What is impala and how to install it?

I. Introduction to Impala

Cloudera Impala provides direct query and interactive SQL for the data you store in HDFS Apache Hadoop and HBase. In addition to using the same unified storage platform as Hive, Impala also uses the same metadata, SQL syntax (Hive SQL), ODBC driver and user interface (Hue Beeswax).
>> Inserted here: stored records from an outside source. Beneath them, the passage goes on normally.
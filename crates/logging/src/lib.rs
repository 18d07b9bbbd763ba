use arsenal_core::{AppResult, ResultExt};
use std::fs;
use std::path::{Path, PathBuf};
use std::sync::{Mutex, OnceLock};
use std::time::{Duration, SystemTime};
use tracing_appender::non_blocking::WorkerGuard;
use tracing_appender::rolling::{Builder as RollingBuilder, Rotation};
use tracing_subscriber::EnvFilter;
use tracing_subscriber::layer::SubscriberExt;
use tracing_subscriber::util::SubscriberInitExt;

const DEFAULT_KEEP_DAYS: u64 = 7;
const LOG_FILE_PREFIX: &str = "arsenal";
const LOG_LEVEL_ENV: &str = "ARSENAL_LOG_LEVEL";

#[derive(Debug, Clone)]
pub struct LoggingGuard {
    log_dir: PathBuf,
    level: String,
}

impl LoggingGuard {
    pub fn log_dir(&self) -> &Path {
        &self.log_dir
    }

    pub fn level(&self) -> &str {
        &self.level
    }
}

// The non-blocking writer stops flushing once its guard drops; parked here
// for the life of the process.
fn worker_guard_slot() -> &'static Mutex<Option<WorkerGuard>> {
    static SLOT: OnceLock<Mutex<Option<WorkerGuard>>> = OnceLock::new();
    SLOT.get_or_init(|| Mutex::new(None))
}

pub fn resolve_log_level() -> String {
    let env_level = std::env::var(LOG_LEVEL_ENV)
        .ok()
        .map(|value| value.to_ascii_lowercase());
    if let Some(level) = env_level
        && matches!(
            level.as_str(),
            "trace" | "debug" | "info" | "warn" | "error"
        )
    {
        return level;
    }

    if cfg!(debug_assertions) {
        "debug".to_string()
    } else {
        "info".to_string()
    }
}

// Best-effort sweep: entries that cannot be inspected or removed are
// skipped, only an unreadable directory aborts the cleanup.
fn cleanup_expired_logs_with_duration(
    log_dir: &Path,
    keep_duration: Duration,
    now: SystemTime,
) -> AppResult<usize> {
    if !log_dir.exists() {
        return Ok(0);
    }

    let entries = fs::read_dir(log_dir)
        .with_code("log_dir_unreadable", "读取日志目录失败")
        .with_ctx("log_dir", log_dir.display().to_string())?;

    let mut removed = 0usize;
    for entry in entries.flatten() {
        let path = entry.path();
        if !path.is_file() {
            continue;
        }
        let Ok(modified_at) = entry.metadata().and_then(|meta| meta.modified()) else {
            continue;
        };
        if now.duration_since(modified_at).unwrap_or_default() <= keep_duration {
            continue;
        }

        match fs::remove_file(&path) {
            Ok(()) => removed += 1,
            Err(error) => tracing::warn!(
                event = "log_file_remove_failed",
                log_path = path.display().to_string(),
                error = error.to_string()
            ),
        }
    }

    Ok(removed)
}

pub fn cleanup_expired_logs(log_dir: &Path, keep_days: u64) -> AppResult<()> {
    let keep_duration = Duration::from_secs(keep_days.saturating_mul(24 * 60 * 60));
    let _ = cleanup_expired_logs_with_duration(log_dir, keep_duration, SystemTime::now())?;
    Ok(())
}

/// Sets up the global subscriber: a daily-rolling plain-text file under
/// `<data_dir>/logs/` plus a console echo in debug builds. Safe to call
/// more than once; only the first call installs the subscriber.
pub fn init_logging(data_dir: &Path) -> AppResult<LoggingGuard> {
    let log_dir = data_dir.join("logs");
    fs::create_dir_all(&log_dir)
        .with_code("log_dir_create_failed", "创建日志目录失败")
        .with_ctx("log_dir", log_dir.display().to_string())?;
    cleanup_expired_logs(&log_dir, DEFAULT_KEEP_DAYS)?;

    let file_appender = RollingBuilder::new()
        .rotation(Rotation::DAILY)
        .filename_prefix(LOG_FILE_PREFIX)
        .filename_suffix("log")
        .build(&log_dir)
        .with_code("log_appender_build_failed", "创建日志写入器失败")
        .with_ctx("log_dir", log_dir.display().to_string())?;
    let (file_writer, worker_guard) = tracing_appender::non_blocking(file_appender);

    if let Ok(mut slot) = worker_guard_slot().lock() {
        *slot = Some(worker_guard);
    }

    let level = resolve_log_level();
    if !tracing::dispatcher::has_been_set() {
        let env_filter = EnvFilter::new(level.clone());
        let file_layer = tracing_subscriber::fmt::layer()
            .with_ansi(false)
            .with_writer(file_writer)
            .with_target(true);

        let subscriber = tracing_subscriber::registry()
            .with(env_filter)
            .with(file_layer);
        #[cfg(debug_assertions)]
        let subscriber = subscriber.with(
            tracing_subscriber::fmt::layer()
                .compact()
                .with_ansi(true)
                .with_target(true),
        );

        subscriber
            .try_init()
            .with_code("log_subscriber_init_failed", "初始化日志订阅器失败")
            .with_ctx("log_level", level.clone())?;
    }

    Ok(LoggingGuard { log_dir, level })
}

#[cfg(test)]
#[path = "../tests/logging/logging_tests.rs"]
mod tests;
Impala also provides a familiar platform for batch or real-time query and unification.

Second, Impala installation

1. Installation requirements

(1) software requirements

Red Hat Enterprise Linux (RHEL)/CentOS 6.2 (64-bit)

CDH 4. 1.0 or higher.

stock

relational database

(2) Hardware requirements

In the process of Join query, data sets need to be loaded into memory for calculation, so installing Impalad requires high memory.

2, installation preparation

(1) operating system version view

& gt More/Wait/Questions

Centos version 6.2 (final version)

Kernel \ron an \m

(2) Machine preparation

10 . 28 . 169. 1 12mr 5

10 . 28 . 169. 1 13mr 6

10 . 28 . 169. 1 14mr 7

10 . 28 . 169. 1 15mr 8

Each machine installs roles.

mr5:NameNode、ResourceManager、SecondaryNameNode、Hive、impala-state-store

mr6、mr7、mr8:DataNode、NodeManager、impalad

(3) user preparation

Create a new user hadoop on each machine through ssh.

(4) Software preparation

Download from cloudera official website:

Hadoop:

Hadoop-2 . 0 . 0-CDH 4. 1.2 . tar . gz

Configuration unit:

hive-0 . 9 . 0-CD H4 . 1.2 . tar . gz

Impala:

Impala-0.3-1.p0.366.el6.x86 _ 64.rpm.

impala-debug info-0.3- 1 . p 0.366 . el6 . x86 _ 64 . rpm

impala-server-0.3- 1 . p 0.366 . el6 . x86 _ 64 . rpm

Impala-Shell-0.3-1.p0.366.el6.x86 _ 64.rpm.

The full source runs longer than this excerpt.